What is Wilms tumor?
Second most common intra-abdominal tumor in children
5th most common tumor in children overall
75% of tumors are found in children under5 years
Peak incidence at 2-3 years old
Survival is less than 90% overall
Affected by histology
Categorized as favorable or unfavorable (Anaplastic)
Anaplastic is unfavorable, found in about 10% of cases, but causes over 50% of mortality from Wilm’s tumor
How does it present?
Asymptomatic abdominal mass
Other signs/symptoms (seen in about 25%)
Malaise, abdominal pain, hypertension, microscopic or gross hematuria
What do you do to work up suspected renal mass?
Start with an abdominal ultrasound
CT abdomen/pelvis is the definitive imaging modality
Confirm solid renal mass
Ensure there are two kidneys
Rule out synchronous bilateral disease
Evaluate for intravascular extension (found in 6%)
Consider echocardiogram if intracardiac thrombus is suspected
Chest CT to evaluate for lung metastasis (most common site)
Staging: surgical pathological staging determined by the Children’s Oncology Group (COG)

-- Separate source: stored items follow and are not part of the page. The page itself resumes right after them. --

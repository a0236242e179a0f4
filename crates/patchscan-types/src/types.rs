//! Core data types for patchscan
//!
//! This module provides the manifest and cache records the comparison engine
//! joins by name, along with the opaque content hash and the 64-bit file time
//! used for cheap staleness checks.

#[cfg(feature = "serde")]
use serde::{Deserialize, Serialize};
use std::collections::HashMap;
use std::fmt;
use std::fs::Metadata;
use std::path::{Path, PathBuf};
use std::time::{Duration, SystemTime, UNIX_EPOCH};

/// Suffix carried by every manifest name that is not part of the on-disk name
pub const PATCH_SUFFIX: &str = ".pat";

/// Snapshot of the on-disk cache, keyed by manifest name
pub type CacheSnapshot = HashMap<String, CacheEntry>;

/// Opaque content digest as published by the manifest
#[derive(Debug, Clone, PartialEq, Eq, Hash, Default)]
#[cfg_attr(feature = "serde", derive(Serialize, Deserialize), serde(transparent))]
pub struct ContentHash(String);

impl ContentHash {
    /// Wrap a digest string
    pub fn new(hash: impl Into<String>) -> Self {
        Self(hash.into())
    }

    /// Borrow the digest string
    pub fn as_str(&self) -> &str {
        &self.0
    }
}

impl fmt::Display for ContentHash {
    fn fmt(&self, f: &mut fmt::Formatter<'_>) -> fmt::Result {
        f.write_str(&self.0)
    }
}

impl From<&str> for ContentHash {
    fn from(hash: &str) -> Self {
        Self::new(hash)
    }
}

impl From<String> for ContentHash {
    fn from(hash: String) -> Self {
        Self(hash)
    }
}

/// Last-write timestamp in Windows file-time units
///
/// Ticks are 100-nanosecond intervals since 1601-01-01 UTC. Directory
/// enumeration on Windows reports this value split into two 32-bit halves.
#[derive(Debug, Clone, Copy, PartialEq, Eq, PartialOrd, Ord, Hash, Default)]
#[cfg_attr(feature = "serde", derive(Serialize, Deserialize), serde(transparent))]
pub struct FileTime(u64);

impl FileTime {
    /// Ticks between 1601-01-01 and the Unix epoch
    pub const UNIX_EPOCH_TICKS: u64 = 116_444_736_000_000_000;
    /// Ticks per second
    pub const TICKS_PER_SECOND: u64 = 10_000_000;

    /// Create a file time from raw ticks
    pub const fn from_ticks(ticks: u64) -> Self {
        Self(ticks)
    }

    /// Reassemble a file time from the high and low 32-bit halves
    pub const fn from_halves(high: u32, low: u32) -> Self {
        Self(((high as u64) << 32) | low as u64)
    }

    /// Raw tick count
    pub const fn ticks(self) -> u64 {
        self.0
    }

    /// High 32 bits
    pub const fn high(self) -> u32 {
        (self.0 >> 32) as u32
    }

    /// Low 32 bits
    pub const fn low(self) -> u32 {
        self.0 as u32
    }

    /// Convert a system time, saturating at the 1601 epoch
    pub fn from_system_time(time: SystemTime) -> Self {
        match time.duration_since(UNIX_EPOCH) {
            Ok(after) => Self(Self::UNIX_EPOCH_TICKS.saturating_add(duration_ticks(after))),
            Err(before) => {
                Self(Self::UNIX_EPOCH_TICKS.saturating_sub(duration_ticks(before.duration())))
            }
        }
    }

    /// Convert back into a system time
    pub fn to_system_time(self) -> SystemTime {
        if self.0 >= Self::UNIX_EPOCH_TICKS {
            UNIX_EPOCH + ticks_duration(self.0 - Self::UNIX_EPOCH_TICKS)
        } else {
            UNIX_EPOCH - ticks_duration(Self::UNIX_EPOCH_TICKS - self.0)
        }
    }

    /// Read the last-write time out of file metadata
    ///
    /// On Windows this is the native value; elsewhere it is derived from the
    /// modification time.
    pub fn from_metadata(metadata: &Metadata) -> std::io::Result<Self> {
        #[cfg(windows)]
        {
            use std::os::windows::fs::MetadataExt;
            Ok(Self(metadata.last_write_time()))
        }
        #[cfg(not(windows))]
        {
            metadata.modified().map(Self::from_system_time)
        }
    }

    /// Stat a path and return its last-write time
    pub fn for_path<P: AsRef<Path>>(path: P) -> std::io::Result<Self> {
        let metadata = std::fs::metadata(path)?;
        Self::from_metadata(&metadata)
    }
}

fn duration_ticks(duration: Duration) -> u64 {
    duration
        .as_secs()
        .saturating_mul(FileTime::TICKS_PER_SECOND)
        .saturating_add(u64::from(duration.subsec_nanos() / 100))
}

fn ticks_duration(ticks: u64) -> Duration {
    Duration::new(
        ticks / FileTime::TICKS_PER_SECOND,
        ((ticks % FileTime::TICKS_PER_SECOND) * 100) as u32,
    )
}

impl fmt::Display for FileTime {
    fn fmt(&self, f: &mut fmt::Formatter<'_>) -> fmt::Result {
        write!(f, "{}", self.0)
    }
}

/// One remote file described by the manifest
#[derive(Debug, Clone, PartialEq, Eq)]
#[cfg_attr(feature = "serde", derive(Serialize, Deserialize))]
pub struct ManifestEntry {
    /// Forward-slash path with the `.pat` suffix, unique within a manifest
    pub name: String,
    /// Expected content digest
    pub hash: ContentHash,
    /// Expected size in bytes
    #[cfg_attr(feature = "serde", serde(default))]
    pub size: u64,
}

impl ManifestEntry {
    /// Create a new manifest entry
    pub fn new(name: impl Into<String>, hash: impl Into<ContentHash>, size: u64) -> Self {
        Self {
            name: name.into(),
            hash: hash.into(),
            size,
        }
    }

    /// Build the manifest name a file inside `data_dir` would carry
    pub fn name_for(data_dir: &str, file_name: &str) -> String {
        let data_dir = data_dir.trim_end_matches('/');
        format!("{}/{}{}", data_dir, file_name, PATCH_SUFFIX)
    }

    /// Manifest name with the `.pat` suffix removed
    pub fn target_name(&self) -> &str {
        self.name
            .strip_suffix(PATCH_SUFFIX)
            .unwrap_or(&self.name)
    }

    /// Final path segment of the on-disk target
    pub fn file_name(&self) -> &str {
        let target = self.target_name();
        target.rsplit('/').next().unwrap_or(target)
    }

    /// On-disk target relative to the installation directory
    pub fn relative_path(&self) -> PathBuf {
        self.target_name()
            .split('/')
            .filter(|segment| !segment.is_empty())
            .collect()
    }

    /// On-disk target inside the given installation directory
    pub fn local_path(&self, install_dir: &Path) -> PathBuf {
        install_dir.join(self.relative_path())
    }
}

/// Last known-good record of a file from a previous run
#[derive(Debug, Clone, PartialEq, Eq)]
#[cfg_attr(
    feature = "serde",
    derive(Serialize, Deserialize),
    serde(rename_all = "camelCase")
)]
pub struct CacheEntry {
    /// Content digest recorded when the file was last written
    pub hash: ContentHash,
    /// Last-write time recorded when the file was last written
    pub last_write_time: FileTime,
}

impl CacheEntry {
    /// Create a new cache entry
    pub fn new(hash: impl Into<ContentHash>, last_write_time: FileTime) -> Self {
        Self {
            hash: hash.into(),
            last_write_time,
        }
    }
}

Stage 1: Localized Wilm’s confined to the renal capsule
Stage 2: Penetrate renal capsule, but have been resected with negative margins
Stage 3: Biopsy or rupture (pre-operative or intra-operative), positive margins (residual disease), lymph node involvement, or use of preop chemo
Stage 4: metastasis (12% of patients)
Determine local stage—dictates whether you should use abdominal radiation or not and to what field
Stage 5: synchronous bilateral tumors
Need to determine local stage for each side
Treatment
Unilateral disease:
Surgery: Remove primary tumor by Radical nephrectomy with regional lymph node sampling
Most are resectable at presentation
Node sampling: Critical!
Absence of abnormal nodes on preoperative imaging or intraoperative inspection are NOT predictive
Failure to sample automatically upstages disease to Stage 3
Nodal metastasis is associated with likelihood of relapse and poorer prognosis
Failure to operate before neoadjuvant chemotherapy automatically upstages disease to Stage 3 potentially inducing long-term toxicity unnecessarily
No partial nephrectomy or laparoscopic nephrectomy in unilateral non-syndromic disease UNLESS you are a part of a clinical trial
Chemotherapy or Radiation?
Stage 1 & 2 (favorable staging): Adjuvant chemotherapy is limited to Vincristine and Actinomycin B
Stage 1 with tumor/kidney less than 550 grams and age under 2 yrs: don’t require adjuvant chemotherapy!
Research being conducted to potentially raise this age limit and weight!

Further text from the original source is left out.